What you should do: Could you return only the lines that run from the line with "#[derive(Debug, Error)]" through the final line of the data, exactly as they stand?

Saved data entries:
◇ ◇ ◇ ◇ ◇ ◇ ◇

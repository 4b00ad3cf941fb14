use thiserror::Error;

/// Classified failures of the library surface. Decode failures and per-anchor
/// parse failures are deliberately absent: those are recovered where they
/// occur and never cross this boundary.
#[derive(Debug, Error)]
pub enum DirectError {
    #[error("no browser found; install Chrome, Chromium, or Brave, or set CHROME_EXECUTABLE")]
    BrowserUnavailable,

    #[error("browser launch failed: {0}")]
    Launch(String),

    #[error("CDP error: {0}")]
    Cdp(String),

    #[error("http error: {0}")]
    Http(#[from] reqwest::Error),

    #[error("invalid url: {0}")]
    Url(#[from] url::ParseError),
}

pub type DirectResult<T> = Result<T, DirectError>;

◇ ◇ ◇ ◇ ◇ ◇ ◇

Your solution:
#[derive(Debug, Error)]
pub enum DirectError {
    #[error("no browser found; install Chrome, Chromium, or Brave, or set CHROME_EXECUTABLE")]
    BrowserUnavailable,

    #[error("browser launch failed: {0}")]
    Launch(String),

    #[error("CDP error: {0}")]
    Cdp(String),

    #[error("http error: {0}")]
    Http(#[from] reqwest::Error),

    #[error("invalid url: {0}")]
    Url(#[from] url::ParseError),
}

pub type DirectResult<T> = Result<T, DirectError>;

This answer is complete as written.